┌─ Data section

//! # Till Module
//!
//! The till-session lifecycle (spec 3 `TillSession`, spec 4.5): a cashier
//! opens a cash drawer against a `(branch, terminal)` pair, places orders
//! against it through the catalog module's order-commit path, and closes it
//! by declaring a cash count that is reconciled against the system total.
//!
//! ## Architecture
//!
//! Clean Architecture, same split as the other core crates:
//!
//! - **Domain**: `TillSession`, its value objects, and the repository ports
//!   (`TillSessionRepository` for persistence, `TillOrderLedgerReader` for
//!   the close-time aggregate over `pos_orders`).
//! - **Application**: the four lifecycle use cases (open, close, get
//!   current, list) and their command/response DTOs.
//! - **Infrastructure**: the PostgreSQL adapter.
//!
//! ## Lifecycle
//!
//! ```text
//! open -> closed
//! ```
//!
//! At most one `open` session may exist per `(branch_id, terminal_id)` at
//! any instant; this is the invariant the order-commit path (in `catalog`)
//! depends on to resolve `tillSessionId` (spec 4.6 step 5).

pub mod application;
pub mod domain;
pub mod infrastructure;

mod error;

pub use error::{ErrorKind, TillError};

pub use domain::entities::{CashCount, TillSession};
pub use domain::repositories::{TillOrderLedgerReader, TillSessionFilter, TillSessionRepository};
pub use domain::value_objects::{TillSessionId, TillSessionStatus};

pub use application::dtos::{
    CashCountInput, CashCountResponse, CloseTillCommand, ListTillSessionsQuery, OpenTillCommand,
    TillSessionListResponse, TillSessionResponse,
};
pub use application::use_cases::{CloseTillUseCase, GetCurrentTillUseCase, ListTillSessionsUseCase, OpenTillUseCase};

pub use infrastructure::persistence::PgTillSessionRepository;
// ActorId value object - unique identifier for an authenticated principal (staff member)

use serde::{Deserialize, Serialize};
use uuid::{NoContext, Timestamp, Uuid};

/// Unique identifier for an Actor (the authenticated principal behind a request).
#[derive(Debug, Clone, Copy, PartialEq, Eq, Hash, Serialize, Deserialize)]
pub struct ActorId(Uuid);

impl ActorId {
    /// Creates a new ActorId with a UUID v7 (time-ordered)
    pub fn new() -> Self {
        Self(Uuid::new_v7(Timestamp::now(NoContext)))
    }

    /// Creates an ActorId from an existing UUID
    pub fn from_uuid(uuid: Uuid) -> Self {
        Self(uuid)
    }

    /// Converts the ActorId into its underlying UUID
    pub fn into_uuid(self) -> Uuid {
        self.0
    }
}

impl Default for ActorId {
    fn default() -> Self {
        Self::new()
    }
}

impl std::fmt::Display for ActorId {
    fn fmt(&self, f: &mut std::fmt::Formatter<'_>) -> std::fmt::Result {
        write!(f, "{}", self.0)
    }
}
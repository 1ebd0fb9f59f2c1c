use crate::health::domain::HealthStatus;

pub struct HealthCheckUseCase {
    service_name: String,
    version: String,
}

impl HealthCheckUseCase {
    pub fn new(service_name: impl Into<String>, version: impl Into<String>) -> Self {
        Self {
            service_name: service_name.into(),
            version: version.into(),
        }
    }

    pub fn execute(&self) -> HealthStatus {
        // Aquí se pueden agregar verificaciones adicionales:
        // - Conexión a base de datos
        // - Servicios externos
        // - Estado de memoria/CPU
        HealthStatus::healthy(&self.service_name, &self.version)
    }
}
// ActorRepository port - resolves the principal behind an authenticated
// request (spec 4.6 preflight step 1). Account creation/management is out
// of core scope; this port only reads.

use async_trait::async_trait;
use tenancy::TenantHandle;

use crate::domain::entities::ActorContext;
use crate::domain::value_objects::ActorId;
use crate::IdentityError;

#[async_trait]
pub trait ActorRepository: Send + Sync {
    async fn find_by_id(
        &self,
        tenant: &TenantHandle,
        id: ActorId,
    ) -> Result<Option<ActorContext>, IdentityError>;
}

└─

*Problem to work on*: In the listing above, locate the line containing "pub fn new(service_name: impl" and the line containing "pub fn execute(&self)". Transcribe those two lines and everything between them, exactly as written.

*Task output*:
    pub fn new(service_name: impl Into<String>, version: impl Into<String>) -> Self {
        Self {
            service_name: service_name.into(),
            version: version.into(),
        }
    }

    pub fn execute(&self) -> HealthStatus {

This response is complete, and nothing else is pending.